[olug] September 2011 OLUG Meeting - September 6th, 6:30 PM

Jon Larsen jon at jonlarsen.us
Thu Sep 1 13:17:07 UTC 2011

On 08/23/2011 06:32 AM, Jon Larsen wrote:
> September 2011 OLUG Meeting
> The September 2011 OLUG Meeting will be on Tuesday, September 6th at 
> 6:30 PM at the AIM Institute Training Lab/Careerlink.com Career 
> Center, 1911 Harney Street in the Exchange Building.
> Presentation: Linux EXT3 File Recovery Via Indirect Blocks by Hal 
> Pomeranz
> Hal is a Faculty Fellow of the SANS Institute, and it's
> longest-tenured instructor. He is the track author and primary
> instructor for their Linux/Unix Security certification track
> (GCUX). He is also a GIAC Certified Forensic Analyst (GCFA) and an
> instructor in the SANS Computer Forensics curriculum.

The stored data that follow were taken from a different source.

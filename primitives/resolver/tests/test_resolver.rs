mod common;

use common::{greet_file, other_file, timeout_url, url};
use resolver::{OptionsTarget, RSResolver, ResolverError};
use schema::{LocationPath, RSDeclarationUrl, RSElementLocation, RSTypeMemberUrl};

#[test]
fn test_resolve_types_at_any_depth() {
    let resolver = RSResolver::new(vec![greet_file()]);

    let request = resolver.resolve_type(&url("Request")).expect("Request should resolve");
    assert_eq!(request.name(), "Request");

    let mood = resolver.resolve_type(&url("Request.Mood")).expect("nested enum should resolve");
    assert_eq!(mood.as_enum().map(|e| e.constants.len()), Some(2));

    let file = resolver.resolve_file_of(&url("Request.Mood")).expect("file should resolve");
    assert_eq!(file.name, "greet.proto");

    assert!(resolver.resolve_type(&url("Missing")).is_none());
    assert_eq!(resolver.resolve_all_types().len(), 3);
}

#[test]
fn test_resolve_services() {
    let resolver = RSResolver::new(vec![greet_file()]);

    let greeter = resolver.resolve_service(&url("Greeter")).expect("Greeter should resolve");
    assert_eq!(greeter.rpcs.len(), 2);
    assert!(resolver.resolve_service(&url("Request")).is_none());
    assert_eq!(resolver.resolve_all_services().len(), 1);
}

#[test]
fn test_resolve_fields() {
    let resolver = RSResolver::new(vec![greet_file()]);

    let timeout = resolver.resolve_field(&timeout_url()).expect("extension should resolve");
    assert_eq!(timeout.tag, 5000);

    let nested = RSTypeMemberUrl::new(RSDeclarationUrl::SERVICE_OPTIONS, "greet.Request.internal");
    assert_eq!(resolver.resolve_field(&nested).map(|f| f.tag), Some(6000));

    let name = RSTypeMemberUrl::new(url("Request"), "name");
    assert_eq!(resolver.resolve_field(&name).map(|f| f.tag), Some(1));

    // Extensions are keyed by their qualified name only.
    let unqualified = RSTypeMemberUrl::new(RSDeclarationUrl::METHOD_OPTIONS, "timeout");
    assert!(resolver.resolve_field(&unqualified).is_none());
}

#[test]
fn test_resolve_files_by_location() {
    let resolver = RSResolver::new(vec![greet_file(), other_file()]);

    let by_path = resolver.resolve_file_at(&LocationPath::new("other.proto"));
    assert_eq!(by_path.map(|f| f.name.as_str()), Some("other.proto"));
    assert!(resolver.resolve_file_at(&LocationPath::new("protos/other.proto")).is_none());

    let location = RSElementLocation::new("protos", "greet.proto");
    let by_location = resolver.resolve_file_at_location(&location);
    assert_eq!(by_location.map(|f| f.name.as_str()), Some("greet.proto"));

    let elsewhere = RSElementLocation::new("vendor", "greet.proto");
    assert!(resolver.resolve_file_at_location(&elsewhere).is_none());
    assert_eq!(resolver.resolve_available_files().len(), 2);
}

#[test]
fn test_later_declaration_wins() {
    let resolver = RSResolver::new(vec![greet_file(), other_file()]);

    let response = resolver.resolve_type(&url("Response")).expect("Response should resolve");
    assert_eq!(response.documentation(), "redeclared");
    assert_eq!(
        resolver.resolve_file_of(&url("Response")).map(|f| f.name.as_str()),
        Some("other.proto")
    );

    let responses = resolver
        .resolve_all_types()
        .into_iter()
        .filter(|ty| ty.type_url() == &url("Response"))
        .count();
    assert_eq!(responses, 1);
}

#[test]
fn test_extends_lookup() {
    let resolver = RSResolver::new(vec![greet_file()]);

    assert_eq!(resolver.resolve_all_extends().len(), 2);
    assert_eq!(resolver.resolve_extends_of_type(&RSDeclarationUrl::METHOD_OPTIONS).len(), 1);
    assert!(resolver.resolve_extends_of_type(&RSDeclarationUrl::FIELD_OPTIONS).is_empty());

    let method = resolver.extends_of_kind(OptionsTarget::Method).expect("method extends");
    assert_eq!(method[0].fields.len(), 2);
    let service = resolver.extends_of_kind(OptionsTarget::Service).expect("service extends");
    assert_eq!(service.len(), 1);
    let file = resolver.extends_of_kind(OptionsTarget::File).expect("file extends");
    assert!(file.is_empty());

    match resolver.extends_of_kind(OptionsTarget::Message) {
        Err(ResolverError::UnsupportedOptionsTarget(OptionsTarget::Message)) => {}
        other => panic!("Expected UnsupportedOptionsTarget, got {:?}", other),
    }
}

#[test]
fn test_merge() {
    let first = RSResolver::new(vec![greet_file()]);
    let second = RSResolver::new(vec![other_file()]);

    let merged = RSResolver::merge([&first, &second]);
    assert_eq!(merged.resolve_available_files().len(), 2);
    assert!(merged.resolve_service(&url("Greeter")).is_some());
    assert_eq!(
        merged.resolve_type(&url("Response")).map(|ty| ty.documentation()),
        Some("redeclared")
    );
    assert_eq!(merged, merged.clone());
}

Hal frequently
> contributes to the SANS Computer Forensics blog and is a co-author
> with fellow SANS instructor Ed Skoudis and Tim Medin of the weekly
> on-line Command Line Kung Fu column. http://blog.commandlinekungfu.com/
> The Meeting will be streamed live on the OLUG channel on Ustream.tv - 
> http://www.ustream.tv/channel/Omaha-Linux-User-Group
> Archived video can be found here: http://www.ustream.tv/user/olug/videos
> Linux EXT3 File Recovery Via Indirect Blocks
> ============================================
> The classic problem with recovering deleted data in modern Linux EXT
> file systems is that when inode meta-data structures are deallocated,
> the block pointer information in these structures is zeroed.  This
> makes direct reassembly of the original file extremely difficult.

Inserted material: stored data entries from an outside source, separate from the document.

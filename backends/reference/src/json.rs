//! Generator writing the received schema as JSON.

use std::path::{Component, Path, PathBuf};

use async_trait::async_trait;
use plugins::{
    GenerationOptions, GenerationPluginService, OptionDescriptor, OptionTypeKind, PluginError, PluginService,
    RLogger,
};
use schema::{RSFile, SchemaError};

/// Writes every file to `<gen_output>/<file name>.json`.
///
/// The output mirrors the file's relative path with the `.proto` extension
/// replaced. Option `pretty` selects indented output.
#[derive(Debug, Default)]
pub struct JsonGenerator;

impl JsonGenerator {
    /// Option selecting indented output.
    pub const PRETTY: &'static str = "pretty";
}

/// Output path of `file_name` below `root`. Absolute names and names
/// leaving the root are rejected.
pub fn output_path(root: &Path, file_name: &str) -> Option<PathBuf> {
    let relative = Path::new(file_name).with_extension("json");
    if relative.components().all(|component| matches!(component, Component::Normal(_))) {
        Some(root.join(relative))
    } else {
        None
    }
}

impl PluginService for JsonGenerator {
    fn name(&self) -> &str { "json" }

    fn description(&self) -> &str { "Writes the schema each plugin receives as JSON documents." }

    fn options(&self) -> Vec<OptionDescriptor> {
        vec![OptionDescriptor::new(Self::PRETTY, "Indent the written JSON.", OptionTypeKind::Boolean)]
    }
}

#[async_trait]
impl GenerationPluginService for JsonGenerator {
    async fn generate_code(
        &self,
        options: &GenerationOptions,
        files: &[RSFile],
        logger: &dyn RLogger,
    ) -> plugins::Result<()> {
        let root = options
            .gen_output()
            .ok_or_else(|| PluginError::MissingOption(GenerationOptions::GEN_OUTPUT.name.to_string()))?;
        let pretty = options.get_bool(Self::PRETTY).unwrap_or(false);

        for file in files {
            let path = output_path(&root, &file.name)
                .ok_or_else(|| PluginError::Failed(format!("file name {:?} leaves the output folder", file.name)))?;
            if let Some(parent) = path.parent() {
                tokio::fs::create_dir_all(parent).await?;
            }
            let content = if pretty { serde_json::to_string_pretty(file) } else { serde_json::to_string(file) }
                .map_err(SchemaError::from)?;
            tokio::fs::write(&path, content).await?;
            logger.debug(&format!("Wrote {}", path.display())).await;
        }

        logger.lifecycle(&format!("Wrote {} file(s) to {}", files.len(), root.display())).await;
        Ok(())
    }
}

> File-carving techniques (foremost, scalpel, et al) can sometimes be
> used when the target file has well-defined start and end signatures.

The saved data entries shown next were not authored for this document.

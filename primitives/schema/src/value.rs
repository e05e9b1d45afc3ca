//! Value objects used as identities and references across the schema tree.

use std::borrow::Cow;
use std::fmt;

use serde::{Deserialize, Serialize};

/// Canonical identity of a type: a scalar keyword (`int32`), a synthetic map
/// encoding (`map<string, int32>`) or a fully qualified url
/// (`type.googleapis.com/package.Name`).
#[derive(Debug, Clone, PartialEq, Eq, Hash, PartialOrd, Ord, Serialize, Deserialize)]
#[serde(transparent)]
pub struct RSDeclarationUrl(Cow<'static, str>);

impl RSDeclarationUrl {
    /// Placeholder for nodes whose declaration is not known.
    pub const UNKNOWN: Self = Self::from_static("unknown");

    /// `int32` scalar.
    pub const INT32: Self = Self::from_static("int32");
    /// `int64` scalar.
    pub const INT64: Self = Self::from_static("int64");
    /// `sint32` scalar.
    pub const SINT32: Self = Self::from_static("sint32");
    /// `sint64` scalar.
    pub const SINT64: Self = Self::from_static("sint64");
    /// `uint32` scalar.
    pub const UINT32: Self = Self::from_static("uint32");
    /// `uint64` scalar.
    pub const UINT64: Self = Self::from_static("uint64");
    /// `fixed32` scalar.
    pub const FIXED32: Self = Self::from_static("fixed32");
    /// `fixed64` scalar.
    pub const FIXED64: Self = Self::from_static("fixed64");
    /// `sfixed32` scalar.
    pub const SFIXED32: Self = Self::from_static("sfixed32");
    /// `sfixed64` scalar.
    pub const SFIXED64: Self = Self::from_static("sfixed64");
    /// `bool` scalar.
    pub const BOOL: Self = Self::from_static("bool");
    /// `string` scalar.
    pub const STRING: Self = Self::from_static("string");
    /// `bytes` scalar.
    pub const BYTES: Self = Self::from_static("bytes");
    /// `float` scalar.
    pub const FLOAT: Self = Self::from_static("float");
    /// `double` scalar.
    pub const DOUBLE: Self = Self::from_static("double");

    /// `google.protobuf.Any`.
    pub const ANY: Self = Self::from_static("type.googleapis.com/google.protobuf.Any");
    /// `google.protobuf.Timestamp`.
    pub const TIMESTAMP: Self = Self::from_static("type.googleapis.com/google.protobuf.Timestamp");
    /// `google.protobuf.Duration`.
    pub const DURATION: Self = Self::from_static("type.googleapis.com/google.protobuf.Duration");
    /// `google.protobuf.Empty`.
    pub const EMPTY: Self = Self::from_static("type.googleapis.com/google.protobuf.Empty");
    /// `google.protobuf.Struct`.
    pub const STRUCT: Self = Self::from_static("type.googleapis.com/google.protobuf.Struct");
    /// `google.protobuf.Value`.
    pub const STRUCT_VALUE: Self = Self::from_static("type.googleapis.com/google.protobuf.Value");
    /// `google.protobuf.NullValue`.
    pub const STRUCT_NULL: Self = Self::from_static("type.googleapis.com/google.protobuf.NullValue");
    /// `google.protobuf.ListValue`.
    pub const STRUCT_LIST: Self = Self::from_static("type.googleapis.com/google.protobuf.ListValue");

    /// `google.protobuf.DoubleValue`.
    pub const DOUBLE_VALUE: Self = Self::from_static("type.googleapis.com/google.protobuf.DoubleValue");
    /// `google.protobuf.FloatValue`.
    pub const FLOAT_VALUE: Self = Self::from_static("type.googleapis.com/google.protobuf.FloatValue");
    /// `google.protobuf.Int32Value`.
    pub const INT32_VALUE: Self = Self::from_static("type.googleapis.com/google.protobuf.Int32Value");
    /// `google.protobuf.Int64Value`.
    pub const INT64_VALUE: Self = Self::from_static("type.googleapis.com/google.protobuf.Int64Value");
    /// `google.protobuf.UInt32Value`.
    pub const UINT32_VALUE: Self = Self::from_static("type.googleapis.com/google.protobuf.UInt32Value");
    /// `google.protobuf.UInt64Value`.
    pub const UINT64_VALUE: Self = Self::from_static("type.googleapis.com/google.protobuf.UInt64Value");
    /// `google.protobuf.StringValue`.
    pub const STRING_VALUE: Self = Self::from_static("type.googleapis.com/google.protobuf.StringValue");
    /// `google.protobuf.BytesValue`.
    pub const BYTES_VALUE: Self = Self::from_static("type.googleapis.com/google.protobuf.BytesValue");
    /// `google.protobuf.BoolValue`.
    pub const BOOL_VALUE: Self = Self::from_static("type.googleapis.com/google.protobuf.BoolValue");

    /// Marker type used by rpcs that carry no payload in one direction.
    pub const ACK: Self = Self::from_static("type.googleapis.com/timemates.rrpc.Ack");

    /// `google.protobuf.FileOptions`.
    pub const FILE_OPTIONS: Self = Self::from_static("type.googleapis.com/google.protobuf.FileOptions");
    /// `google.protobuf.MessageOptions`.
    pub const MESSAGE_OPTIONS: Self =
        Self::from_static("type.googleapis.com/google.protobuf.MessageOptions");
    /// `google.protobuf.ServiceOptions`.
    pub const SERVICE_OPTIONS: Self =
        Self::from_static("type.googleapis.com/google.protobuf.ServiceOptions");
    /// `google.protobuf.FieldOptions`.
    pub const FIELD_OPTIONS: Self = Self::from_static("type.googleapis.com/google.protobuf.FieldOptions");
    /// `google.protobuf.OneofOptions`.
    pub const ONEOF_OPTIONS: Self = Self::from_static("type.googleapis.com/google.protobuf.OneofOptions");
    /// `google.protobuf.EnumOptions`.
    pub const ENUM_OPTIONS: Self = Self::from_static("type.googleapis.com/google.protobuf.EnumOptions");
    /// `google.protobuf.EnumValueOptions`.
    pub const ENUM_VALUE_OPTIONS: Self =
        Self::from_static("type.googleapis.com/google.protobuf.EnumValueOptions");
    /// `google.protobuf.MethodOptions`.
    pub const METHOD_OPTIONS: Self =
        Self::from_static("type.googleapis.com/google.protobuf.MethodOptions");
    /// `google.protobuf.ExtensionRangeOptions`.
    pub const EXTENSION_RANGE_OPTIONS: Self =
        Self::from_static("type.googleapis.com/google.protobuf.ExtensionRangeOptions");

    const SCALARS: [Self; 15] = [
        Self::INT32,
        Self::INT64,
        Self::SINT32,
        Self::SINT64,
        Self::UINT32,
        Self::UINT64,
        Self::FIXED32,
        Self::FIXED64,
        Self::SFIXED32,
        Self::SFIXED64,
        Self::BOOL,
        Self::STRING,
        Self::BYTES,
        Self::FLOAT,
        Self::DOUBLE,
    ];

    const WRAPPERS: [Self; 9] = [
        Self::DOUBLE_VALUE,
        Self::FLOAT_VALUE,
        Self::INT32_VALUE,
        Self::INT64_VALUE,
        Self::UINT32_VALUE,
        Self::UINT64_VALUE,
        Self::STRING_VALUE,
        Self::BYTES_VALUE,
        Self::BOOL_VALUE,
    ];

    const GOOGLE_BUILTINS: [Self; 8] = [
        Self::ANY,
        Self::TIMESTAMP,
        Self::DURATION,
        Self::EMPTY,
        Self::STRUCT,
        Self::STRUCT_VALUE,
        Self::STRUCT_NULL,
        Self::STRUCT_LIST,
    ];

    /// Creates a url from any string.
    pub fn new(value: impl Into<String>) -> Self { Self(Cow::Owned(value.into())) }

    /// Creates a url from a static string without allocating.
    pub const fn from_static(value: &'static str) -> Self { Self(Cow::Borrowed(value)) }

    /// Builds the synthetic `map<K, V>` url.
    pub fn of_map(key: &RSDeclarationUrl, value: &RSDeclarationUrl) -> Self {
        Self::new(format!("map<{}, {}>", key.as_str(), value.as_str()))
    }

    /// Raw string form of the url.
    pub fn as_str(&self) -> &str { &self.0 }

    /// Whether the url names a scalar keyword.
    pub fn is_scalar(&self) -> bool { Self::SCALARS.contains(self) }

    /// Whether the url names one of the `google.protobuf.*Value` wrappers.
    pub fn is_wrapper(&self) -> bool { Self::WRAPPERS.contains(self) }

    /// Whether the url names a well-known `google.protobuf` type.
    pub fn is_google_builtin(&self) -> bool { Self::GOOGLE_BUILTINS.contains(self) }

    /// Whether the url is a synthetic map encoding.
    pub fn is_map(&self) -> bool { self.0.starts_with("map<") }

    /// Key type of a map url.
    pub fn first_type_argument(&self) -> Option<RSDeclarationUrl> {
        if !self.is_map() {
            return None;
        }
        let inner = self.0.strip_prefix("map<")?;
        let (key, _) = inner.split_once(',')?;
        Some(Self::new(key.trim()))
    }

    /// Value type of a map url.
    pub fn second_type_argument(&self) -> Option<RSDeclarationUrl> {
        if !self.is_map() {
            return None;
        }
        let (_, rest) = self.0.split_once(',')?;
        let value = rest.strip_suffix('>').unwrap_or(rest);
        Some(Self::new(value.trim()))
    }

    /// Last segment of the url, e.g. `Name` for `type.googleapis.com/pkg.Outer.Name`.
    pub fn simple_name(&self) -> &str {
        let tail = self.0.rsplit('/').next().unwrap_or(&self.0);
        tail.rsplit('.').next().unwrap_or(tail)
    }

    /// Everything between the scheme and the simple name: the package, or the
    /// enclosing type for nested declarations.
    pub fn enclosing_type_or_package(&self) -> Option<&str> {
        let tail = self.0.rsplit('/').next().unwrap_or(&self.0);
        tail.rfind('.').map(|dot| &tail[..dot])
    }
}

impl Default for RSDeclarationUrl {
    fn default() -> Self { Self::UNKNOWN }
}

impl fmt::Display for RSDeclarationUrl {
    fn fmt(&self, f: &mut fmt::Formatter<'_>) -> fmt::Result { f.write_str(&self.0) }
}

impl From<&str> for RSDeclarationUrl {
    fn from(value: &str) -> Self { Self::new(value) }
}

impl From<String> for RSDeclarationUrl {
    fn from(value: String) -> Self { Self::new(value) }
}

/// Reference to one member (field) of a declaration: `typeUrl#member`.
///
/// Applied options point at the extension field that declares them through
/// this url.
#[derive(Debug, Clone, PartialEq, Eq, Hash, PartialOrd, Ord, Serialize, Deserialize, Default)]
pub struct RSTypeMemberUrl {
    type_url: RSDeclarationUrl,
    member_name: Cow<'static, str>,
}

impl RSTypeMemberUrl {
    /// Creates a member url.
    pub fn new(type_url: RSDeclarationUrl, member_name: impl Into<String>) -> Self {
        Self { type_url, member_name: Cow::Owned(member_name.into()) }
    }

    /// Creates a member url from static parts.
    pub const fn from_static(type_url: RSDeclarationUrl, member_name: &'static str) -> Self {
        Self { type_url, member_name: Cow::Borrowed(member_name) }
    }

    /// Url of the declaring type.
    pub fn type_url(&self) -> &RSDeclarationUrl { &self.type_url }

    /// Name of the member within the declaring type.
    pub fn member_name(&self) -> &str { &self.member_name }
}

impl fmt::Display for RSTypeMemberUrl {
    fn fmt(&self, f: &mut fmt::Formatter<'_>) -> fmt::Result {
        write!(f, "{}#{}", self.type_url, self.member_name)
    }
}

/// Package declared by a schema file.
#[derive(Debug, Clone, PartialEq, Eq, Hash, PartialOrd, Ord, Serialize, Deserialize, Default)]
#[serde(transparent)]
pub struct RSPackageName(pub String);

impl RSPackageName {
    /// Creates a package name.
    pub fn new(value: impl Into<String>) -> Self { Self(value.into()) }

    /// Raw string form.
    pub fn as_str(&self) -> &str { &self.0 }

    /// Whether no package was declared.
    pub fn is_empty(&self) -> bool { self.0.is_empty() }
}

impl fmt::Display for RSPackageName {
    fn fmt(&self, f: &mut fmt::Formatter<'_>) -> fmt::Result { f.write_str(&self.0) }
}

/// A slash-separated path as written by the schema loader.
#[derive(Debug, Clone, PartialEq, Eq, Hash, PartialOrd, Ord, Serialize, Deserialize, Default)]
#[serde(transparent)]
pub struct LocationPath(pub String);

impl LocationPath {
    /// Creates a path.
    pub fn new(value: impl Into<String>) -> Self { Self(value.into()) }

    /// Raw string form.
    pub fn as_str(&self) -> &str { &self.0 }

    /// Whether the path is empty or whitespace only.
    pub fn is_blank(&self) -> bool { self.0.trim().is_empty() }
}

impl fmt::Display for LocationPath {
    fn fmt(&self, f: &mut fmt::Formatter<'_>) -> fmt::Result { f.write_str(&self.0) }
}

/// Cardinality of a field.
#[derive(Debug, Clone, Copy, PartialEq, Eq, Hash, Serialize, Deserialize, Default)]
pub enum RSFieldLabel {
    /// Singular field.
    #[default]
    None,
    /// Member of a `oneof` group.
    OneOf,
    /// Repeated field.
    Repeated,
}

/// Request or response type of an rpc, possibly streamed.
#[derive(Debug, Clone, PartialEq, Eq, Hash, Serialize, Deserialize, Default)]
pub struct StreamableRSTypeUrl {
    /// Whether values are streamed.
    pub is_streaming: bool,
    /// Transferred type.
    pub type_url: RSDeclarationUrl,
}

impl StreamableRSTypeUrl {
    /// Single (non-streamed) value of the given type.
    pub fn single(type_url: RSDeclarationUrl) -> Self { Self { is_streaming: false, type_url } }

    /// Stream of values of the given type.
    pub fn stream(type_url: RSDeclarationUrl) -> Self { Self { is_streaming: true, type_url } }
}

/// Target languages with their own naming conventions.
#[derive(Debug, Clone, Copy, PartialEq, Eq, Hash, Serialize, Deserialize)]
pub enum Language {
    /// Java.
    Java,
    /// Kotlin.
    Kotlin,
    /// PHP.
    Php,
    /// C#.
    CSharp,
    /// Python.
    Python,
    /// Go.
    Go,
    /// Ruby.
    Ruby,
}

#[cfg(test)]
mod tests {
    use super::*;

    #[test]
    fn test_scalar_and_builtin_classification() {
        assert!(RSDeclarationUrl::new("int32").is_scalar());
        assert!(RSDeclarationUrl::STRING.is_scalar());
        assert!(!RSDeclarationUrl::ANY.is_scalar());
        assert!(RSDeclarationUrl::ANY.is_google_builtin());
        assert!(RSDeclarationUrl::BOOL_VALUE.is_wrapper());
        assert!(!RSDeclarationUrl::new("type.googleapis.com/foo.Bar").is_wrapper());
    }

    #[test]
    fn test_map_type_arguments() {
        let url = RSDeclarationUrl::of_map(
            &RSDeclarationUrl::STRING,
            &RSDeclarationUrl::new("type.googleapis.com/foo.Bar"),
        );
        assert_eq!(url.as_str(), "map<string, type.googleapis.com/foo.Bar>");
        assert!(url.is_map());
        assert_eq!(url.first_type_argument(), Some(RSDeclarationUrl::STRING));
        assert_eq!(
            url.second_type_argument(),
            Some(RSDeclarationUrl::new("type.googleapis.com/foo.Bar"))
        );
        assert_eq!(RSDeclarationUrl::INT32.first_type_argument(), None);
    }

    #[test]
    fn test_names() {
        let url = RSDeclarationUrl::new("type.googleapis.com/foo.bar.Outer.Inner");
        assert_eq!(url.simple_name(), "Inner");
        assert_eq!(url.enclosing_type_or_package(), Some("foo.bar.Outer"));

        let top = RSDeclarationUrl::new("type.googleapis.com/Root");
        assert_eq!(top.simple_name(), "Root");
        assert_eq!(top.enclosing_type_or_package(), None);
    }

    #[test]
    fn test_static_and_owned_urls_are_equal() {
        let owned = RSDeclarationUrl::new("type.googleapis.com/timemates.rrpc.Ack");
        assert_eq!(owned, RSDeclarationUrl::ACK);

        let mut set = std::collections::HashSet::new();
        set.insert(RSTypeMemberUrl::from_static(RSDeclarationUrl::METHOD_OPTIONS, "deprecated"));
        assert!(set.contains(&RSTypeMemberUrl::new(
            RSDeclarationUrl::new("type.googleapis.com/google.protobuf.MethodOptions"),
            "deprecated"
        )));
    }

    #[test]
    fn test_member_url_display() {
        let url = RSTypeMemberUrl::new(RSDeclarationUrl::new("type.googleapis.com/a.B"), "c");
        assert_eq!(url.to_string(), "type.googleapis.com/a.B#c");
    }
}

> However, many common Linux file formats lack these signatures or have
> no well-defined end of file marker—e.g., compressed or gzip data, tar
> archives, and so on.  Also, these file-carving techniques can run
> afoul of meta-data information—indirect block pointers—embedded in the
> block stream of larger files.  When this meta-data information is
> naively incorporated into the recovered data blocks, the usual result
> is a corrupted and unreadable file.  Traditional file-carving tools
> simply "work around" (skip) indirect block data with varying degrees
> of success.  But simply skipping this indirect block metadata misses
> out on a golden opportunity to easily recover most or all of the
> original file.
> The presentation will begin with an overview of EXT file systems and
> the indirect block pointer mechanism.  The limitations of existing
> file carving tools will be demonstrated.  Then we will use existing
> and newly developed tools to detect indirect blocks to manually
> recover file data from an actual file system.